Tudo indica que daqui para a frente o Brasil terá mais experiências privadas no ensino público. A começar por uma lei da ex-presidente Dilma Rousseff de 2014 que garantiu ao Estado a assinatura de contratos com entes privados em serviços essenciais, como saúde e educação. No ano passado, o texto embasou a decisão do prefeito de Porto Alegre, Nelson Marchezan Júnior, de ampliar os contratos com entidades assistencialistas, boa parte delas associações de moradores, que recebem dinheiro público para cuidar de 19.000 crianças em 227 creches.
Antes, o esquema era informal: os recursos saíam do orçamento participativo, decidido em assembleias de moradores muitas vezes à revelia de decisões políticas ou da legislação vigente. Agora, a prefeitura motivou as entidades a tornarem-se prestadoras de serviço privadas de uma rede de ensino gratuito paralela à municipal, chamada de comunitária. Neste ano, a rede ganhou duas escolas de 1o ao 9o ano. A ideia agora é comparar indicadores das duas redes, a pública e a comunitária. “É a melhor maneira de encontrar gargalos de gestão”, diz Adriano Naves de Brito, secretário de Educação da capital gaúcha.
Um nó já foi avistado: o alto volume de licenças médicas entre professores da rede pública, a maioria contratada por concurso sob regime de estabilidade. Em 12 meses, 20% dos docentes usaram atestados médicos para faltar à aula. Nas escolas comunitárias, que contratam sob regras da iniciativa privada, menos de 1% dos professores faltou. Em outros lugares país afora, até mesmo o espaço de escolas públicas vem ganhando o reforço privado.
Desde junho, o Instituto ProA, ONG mantida com recursos de grandes empresas, como o banco JP Morgan, tem oferecido aulas no contraturno de duas escolas de nível médio da capital paulista. No currículo, lições vocacionais e de como se portar no mercado de trabalho, além de reforço escolar, numa coexistência similar à de charter schools e escolas públicas em Nova York. “Até 2020, queremos levar o projeto a pelo menos dez escolas públicas”, diz Rodrigo Dib, presidente do Instituto ProA.
Como quase tudo no universo da gestão escolar, a presença da iniciativa privada no ensino público está longe de ser uma panaceia.
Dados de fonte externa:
/// Regular English plural of a unit name
pub(crate) fn plural(name: &str) -> String {
    if ["s", "x", "z", "ch", "sh"].iter().any(|end| name.ends_with(end)) {
        return format!("{name}es");
    }
    if let Some(stem) = name.strip_suffix('y') {
        if stem.chars().last().is_some_and(|c| !"aeiou".contains(c)) {
            return format!("{stem}ies");
        }
    }
    format!("{name}s")
}
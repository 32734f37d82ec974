//! Units database: symbols and names mapped to units

use std::collections::HashMap;
use std::sync::LazyLock;
use metrum_core::{Result, Unit};
use crate::prefix;

/// Global database with the built-in units
pub static UNITS: LazyLock<UnitsDatabase> = LazyLock::new(UnitsDatabase::builtin);

/// Registry of units by symbol (case-sensitive) and by name (case-insensitive)
///
/// Read-only once built; shared freely across threads.
#[derive(Debug, Clone)]
pub struct UnitsDatabase {
    symbols: HashMap<String, Unit>,
    /// Keys are lowercase
    names: HashMap<String, Unit>,
    name_prefixes: bool,
}

impl Default for UnitsDatabase {
    fn default() -> Self {
        Self::builtin()
    }
}

impl UnitsDatabase {
    /// An empty database
    pub fn new() -> Self {
        UnitsDatabase {
            symbols: HashMap::new(),
            names: HashMap::new(),
            name_prefixes: true,
        }
    }

    /// A database holding the built-in units
    pub fn builtin() -> Self {
        Self::try_builtin().expect("built-in unit definitions are consistent")
    }

    /// Build the built-in database, surfacing any error in its definitions
    pub fn try_builtin() -> Result<Self> {
        let mut db = Self::new();
        db.register_builtin_units()?;
        Ok(db)
    }

    /// The process-wide built-in database
    pub fn global() -> &'static UnitsDatabase {
        &UNITS
    }

    /// Enable or disable prefix names on unit names ("kilometer")
    pub fn with_name_prefixes(mut self, enabled: bool) -> Self {
        self.name_prefixes = enabled;
        self
    }

    /// Register a unit under names and symbols.
    ///
    /// Each symbol entry carries the symbol as its identifier. Name entries
    /// keep the unit as given. Later registrations replace earlier ones.
    pub fn register(&mut self, names: &[&str], symbols: &[&str], unit: Unit) {
        for symbol in symbols {
            self.put_symbol(symbol, unit.with_identifier(*symbol));
        }
        for name in names {
            self.put_name(name, unit.clone());
        }
    }

    pub(crate) fn put_symbol(&mut self, symbol: &str, unit: Unit) {
        if let Some(previous) = self.symbols.insert(symbol.to_string(), unit) {
            tracing::debug!(symbol, previous = %previous.definition(), "replaced unit symbol");
        }
    }

    pub(crate) fn put_name(&mut self, name: &str, unit: Unit) {
        let key = name.to_lowercase();
        if let Some(previous) = self.names.insert(key, unit) {
            tracing::debug!(name, previous = %previous.definition(), "replaced unit name");
        }
    }

    /// Exact symbol entry
    pub fn get_symbol(&self, symbol: &str) -> Option<&Unit> {
        self.symbols.get(symbol)
    }

    /// Exact name entry, ignoring case
    pub fn get_name(&self, name: &str) -> Option<&Unit> {
        self.names.get(&name.to_lowercase())
    }

    /// Resolve a single token.
    ///
    /// Order: exact symbol, exact name, prefix symbol + symbol,
    /// prefix name + name. Prefixed results have no identifier.
    pub fn lookup(&self, token: &str) -> Option<Unit> {
        if let Some(unit) = self.get_symbol(token) {
            return Some(unit.clone());
        }
        if let Some(unit) = self.get_name(token) {
            return Some(unit.clone());
        }

        for (pfx, rest) in prefix::split_symbol(token) {
            if let Some(unit) = self.get_symbol(rest) {
                tracing::trace!(token, prefix = pfx.text, symbol = rest, "resolved prefixed symbol");
                return unit.scale(pfx.factor).ok();
            }
        }

        if self.name_prefixes {
            for (pfx, rest) in prefix::split_name(token) {
                if let Some(unit) = self.get_name(rest) {
                    tracing::trace!(token, prefix = pfx.text, name = rest, "resolved prefixed name");
                    return unit.scale(pfx.factor).ok();
                }
            }
        }

        None
    }

    /// True when `token` resolves to a unit
    pub fn contains(&self, token: &str) -> bool {
        self.lookup(token).is_some()
    }

    /// Number of symbol and name entries
    pub fn len(&self) -> usize {
        self.symbols.len() + self.names.len()
    }

    pub fn is_empty(&self) -> bool {
        self.symbols.is_empty() && self.names.is_empty()
    }

    /// All symbol entries
    pub fn symbols(&self) -> impl Iterator<Item = (&str, &Unit)> {
        self.symbols.iter().map(|(k, v)| (k.as_str(), v))
    }

    /// All name entries (lowercase keys)
    pub fn names(&self) -> impl Iterator<Item = (&str, &Unit)> {
        self.names.iter().map(|(k, v)| (k.as_str(), v))
    }

    /// Parse a unit specification against this database
    pub fn parse(&self, spec: &str) -> Result<Unit> {
        crate::parse_with(spec, self)
    }
}
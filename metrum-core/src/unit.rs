//! Unit representation
//!
//! A unit is one of four variants. Each reduces to a canonical affine pair
//! relative to the base units of its dimension:
//! `reference_value = factor * value + offset`.

use std::fmt;
use serde::{Serialize, Deserialize};
use crate::dimension::BaseDimension;
use crate::error::{Result, UnitError};
use crate::Dimension;

/// The reference unit of one base dimension (factor 1, offset 0)
#[derive(Debug, Clone, Serialize, Deserialize)]
pub struct BaseUnit {
    name: String,
    symbol: String,
    slot: BaseDimension,
}

impl BaseUnit {
    pub fn new(name: &str, symbol: &str, slot: BaseDimension) -> Self {
        BaseUnit {
            name: name.to_string(),
            symbol: symbol.to_string(),
            slot,
        }
    }

    /// The canonical base unit for a slot (meter, kilogram, second, ...)
    pub fn reference(slot: BaseDimension) -> Self {
        BaseUnit::new(slot.unit_name(), slot.unit_symbol(), slot)
    }

    pub fn name(&self) -> &str {
        &self.name
    }

    pub fn symbol(&self) -> &str {
        &self.symbol
    }

    pub fn slot(&self) -> BaseDimension {
        self.slot
    }

    pub fn dimension(&self) -> Dimension {
        Dimension::of(self.slot.index())
    }
}

/// A product of base units with no intrinsic scale
#[derive(Debug, Clone, Serialize, Deserialize)]
pub struct DerivedUnit {
    dimension: Dimension,
    #[serde(default, skip_serializing_if = "Option::is_none")]
    identifier: Option<String>,
}

impl DerivedUnit {
    pub fn new(dimension: Dimension) -> Self {
        DerivedUnit { dimension, identifier: None }
    }

    pub fn dimension(&self) -> Dimension {
        self.dimension
    }

    pub fn definition(&self) -> String {
        self.dimension.to_symbols()
    }
}

/// `factor` times a derived unit. The factor is finite and non-zero.
#[derive(Debug, Clone, Serialize, Deserialize)]
pub struct ScaledUnit {
    underlying: DerivedUnit,
    factor: f64,
    #[serde(default, skip_serializing_if = "Option::is_none")]
    identifier: Option<String>,
}

impl ScaledUnit {
    pub fn underlying(&self) -> &DerivedUnit {
        &self.underlying
    }

    pub fn factor(&self) -> f64 {
        self.factor
    }

    pub fn definition(&self) -> String {
        if self.factor == 1.0 {
            self.underlying.definition()
        } else if self.underlying.dimension.is_dimensionless() {
            format!("{}", self.factor)
        } else {
            format!("{} {}", self.factor, self.underlying.definition())
        }
    }
}

/// A scaled unit whose zero sits at `origin` (in the scaled unit's terms),
/// e.g. degree Celsius is kelvin with origin 273.15.
#[derive(Debug, Clone, Serialize, Deserialize)]
pub struct OffsetUnit {
    underlying: ScaledUnit,
    origin: f64,
    #[serde(default, skip_serializing_if = "Option::is_none")]
    identifier: Option<String>,
}

impl OffsetUnit {
    pub fn underlying(&self) -> &ScaledUnit {
        &self.underlying
    }

    pub fn origin(&self) -> f64 {
        self.origin
    }

    pub fn definition(&self) -> String {
        let scaled = self.underlying.definition();
        if scaled.contains(' ') {
            format!("({}) @ {}", scaled, self.origin)
        } else {
            format!("{} @ {}", scaled, self.origin)
        }
    }
}

/// A unit of measure
#[derive(Debug, Clone, Serialize, Deserialize)]
#[serde(tag = "kind", rename_all = "snake_case")]
pub enum Unit {
    Base(BaseUnit),
    Derived(DerivedUnit),
    Scaled(ScaledUnit),
    Offset(OffsetUnit),
}

impl Unit {
    /// The unit with no dimension and factor 1
    pub fn dimensionless() -> Unit {
        Unit::Derived(DerivedUnit::new(Dimension::DIMENSIONLESS))
    }

    /// Build the simplest variant for an affine pair given as factor and origin.
    ///
    /// A single base slot at factor 1 comes back as that slot's reference base unit.
    pub fn from_affine(dimension: Dimension, factor: f64, origin: f64) -> Result<Unit> {
        if !factor.is_finite() || factor == 0.0 {
            return Err(UnitError::InvalidScale { value: factor });
        }
        if !origin.is_finite() {
            return Err(UnitError::InvalidScale { value: origin });
        }

        let scaled = ScaledUnit {
            underlying: DerivedUnit::new(dimension),
            factor,
            identifier: None,
        };

        if origin != 0.0 {
            return Ok(Unit::Offset(OffsetUnit {
                underlying: scaled,
                origin,
                identifier: None,
            }));
        }
        if factor != 1.0 {
            return Ok(Unit::Scaled(scaled));
        }
        Ok(match dimension.as_base() {
            Some(slot) => Unit::Base(BaseUnit::reference(slot)),
            None => Unit::Derived(scaled.underlying),
        })
    }

    pub fn dimension(&self) -> Dimension {
        match self {
            Unit::Base(b) => b.dimension(),
            Unit::Derived(d) => d.dimension,
            Unit::Scaled(s) => s.underlying.dimension,
            Unit::Offset(o) => o.underlying.underlying.dimension,
        }
    }

    /// Multiplicative part of the canonical affine pair
    pub fn factor(&self) -> f64 {
        match self {
            Unit::Base(_) | Unit::Derived(_) => 1.0,
            Unit::Scaled(s) => s.factor,
            Unit::Offset(o) => o.underlying.factor,
        }
    }

    /// Additive part of the canonical affine pair, in reference units
    pub fn offset(&self) -> f64 {
        match self {
            Unit::Offset(o) => o.underlying.factor * o.origin,
            _ => 0.0,
        }
    }

    /// Origin in the unit's own scale; zero unless this is an offset unit
    pub(crate) fn origin(&self) -> f64 {
        match self {
            Unit::Offset(o) => o.origin,
            _ => 0.0,
        }
    }

    pub fn has_offset(&self) -> bool {
        matches!(self, Unit::Offset(_))
    }

    pub fn is_dimensionless(&self) -> bool {
        self.dimension().is_dimensionless()
    }

    /// The name this unit was registered under, if any
    pub fn identifier(&self) -> Option<&str> {
        match self {
            Unit::Base(b) => Some(&b.symbol),
            Unit::Derived(d) => d.identifier.as_deref(),
            Unit::Scaled(s) => s.identifier.as_deref(),
            Unit::Offset(o) => o.identifier.as_deref(),
        }
    }

    /// A copy of this unit that displays as `identifier`
    pub fn with_identifier(&self, identifier: impl Into<String>) -> Unit {
        let identifier = Some(identifier.into());
        match self {
            Unit::Base(b) => Unit::Base(b.clone()),
            Unit::Derived(d) => Unit::Derived(DerivedUnit { identifier, ..d.clone() }),
            Unit::Scaled(s) => Unit::Scaled(ScaledUnit { identifier, ..s.clone() }),
            Unit::Offset(o) => Unit::Offset(OffsetUnit { identifier, ..o.clone() }),
        }
    }

    /// Canonical text, independent of any identifier. Parses back to an equal unit.
    pub fn definition(&self) -> String {
        match self {
            Unit::Base(b) => b.symbol.clone(),
            Unit::Derived(d) => d.definition(),
            Unit::Scaled(s) => s.definition(),
            Unit::Offset(o) => o.definition(),
        }
    }
}

impl From<BaseUnit> for Unit {
    fn from(base: BaseUnit) -> Self {
        Unit::Base(base)
    }
}

/// Units are equal when they share a dimension and an affine pair,
/// whatever their variant or identifier.
impl PartialEq for Unit {
    fn eq(&self, other: &Unit) -> bool {
        self.dimension() == other.dimension()
            && self.factor() == other.factor()
            && self.offset() == other.offset()
    }
}

impl fmt::Display for Unit {
    fn fmt(&self, f: &mut fmt::Formatter<'_>) -> fmt::Result {
        match self.identifier() {
            Some(id) => write!(f, "{}", id),
            None => write!(f, "{}", self.definition()),
        }
    }
}

#[cfg(test)]
mod tests {
    use super::*;

    fn meter() -> Unit {
        BaseUnit::reference(BaseDimension::Length).into()
    }

    #[test]
    fn test_base_unit() {
        let m = meter();
        assert_eq!(m.factor(), 1.0);
        assert_eq!(m.offset(), 0.0);
        assert_eq!(m.dimension(), Dimension::LENGTH);
        assert_eq!(m.to_string(), "m");
    }

    #[test]
    fn test_from_affine_normalizes() {
        let u = Unit::from_affine(Dimension::LENGTH, 1.0, 0.0).unwrap();
        assert!(matches!(u, Unit::Base(_)));

        let u = Unit::from_affine(Dimension::AREA, 1.0, 0.0).unwrap();
        assert!(matches!(u, Unit::Derived(_)));

        let u = Unit::from_affine(Dimension::LENGTH, 1000.0, 0.0).unwrap();
        assert!(matches!(u, Unit::Scaled(_)));

        let u = Unit::from_affine(Dimension::TEMPERATURE, 1.0, 273.15).unwrap();
        assert!(matches!(u, Unit::Offset(_)));
        assert_eq!(u.offset(), 273.15);
    }

    #[test]
    fn test_from_affine_rejects_bad_factor() {
        assert!(Unit::from_affine(Dimension::LENGTH, 0.0, 0.0).is_err());
        assert!(Unit::from_affine(Dimension::LENGTH, f64::INFINITY, 0.0).is_err());
        assert!(Unit::from_affine(Dimension::LENGTH, 1.0, f64::NAN).is_err());
    }

    #[test]
    fn test_structural_equality() {
        let base = meter();
        let derived = Unit::Derived(DerivedUnit::new(Dimension::LENGTH));
        let scaled = Unit::Scaled(ScaledUnit {
            underlying: DerivedUnit::new(Dimension::LENGTH),
            factor: 1.0,
            identifier: None,
        });
        assert_eq!(base, derived);
        assert_eq!(base, scaled);
        assert_ne!(base, Unit::from_affine(Dimension::LENGTH, 2.0, 0.0).unwrap());
    }

    #[test]
    fn test_definition() {
        let u = Unit::from_affine(Dimension::VELOCITY, 1.0, 0.0).unwrap();
        assert_eq!(u.definition(), "m.s-1");

        let u = Unit::from_affine(Dimension::LENGTH, 1000.0, 0.0).unwrap();
        assert_eq!(u.definition(), "1000 m");

        let u = Unit::from_affine(Dimension::DIMENSIONLESS, 0.01, 0.0).unwrap();
        assert_eq!(u.definition(), "0.01");

        let u = Unit::from_affine(Dimension::TEMPERATURE, 1.0, 273.15).unwrap();
        assert_eq!(u.definition(), "K @ 273.15");

        let u = Unit::from_affine(Dimension::TEMPERATURE, 0.5, 459.67).unwrap();
        assert_eq!(u.definition(), "(0.5 K) @ 459.67");

        assert_eq!(Unit::dimensionless().definition(), "1");
    }

    #[test]
    fn test_identifier_display() {
        let celsius = Unit::from_affine(Dimension::TEMPERATURE, 1.0, 273.15)
            .unwrap()
            .with_identifier("°C");
        assert_eq!(celsius.to_string(), "°C");
        assert_eq!(celsius.definition(), "K @ 273.15");
        assert_eq!(celsius, Unit::from_affine(Dimension::TEMPERATURE, 1.0, 273.15).unwrap());
    }

    #[test]
    fn test_serialize_tagged() {
        let json = serde_json::to_string(&meter()).unwrap();
        assert!(json.contains("\"kind\":\"base\""));
        let back: Unit = serde_json::from_str(&json).unwrap();
        assert_eq!(back, meter());
    }
}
Mesmo nos Estados Unidos é possível ver falhas na gestão privada das escolas públicas. É notório o exemplo de Michigan: quebrado, o governo estadual passou boa parte das escolas públicas à iniciativa privada em 2012, na gestão da então secretária estadual Betsy DeVos, que hoje chefia as políticas educacionais do governo Trump.
Sob a nova direção, a penúria continuou. Além disso, o governo não fixou metas de desempenho para os gestores privados, como fez a prefeitura de Nova York. Resultado: atualmente, boa parte das piores escolas do Michigan são do tipo charter. Mas uma coisa é certa: prestar atenção nos acertos da gestão privada do ensino público, e também às falhas, seria um bom começo para melhorar a qualidade do ensino também aqui no Brasil.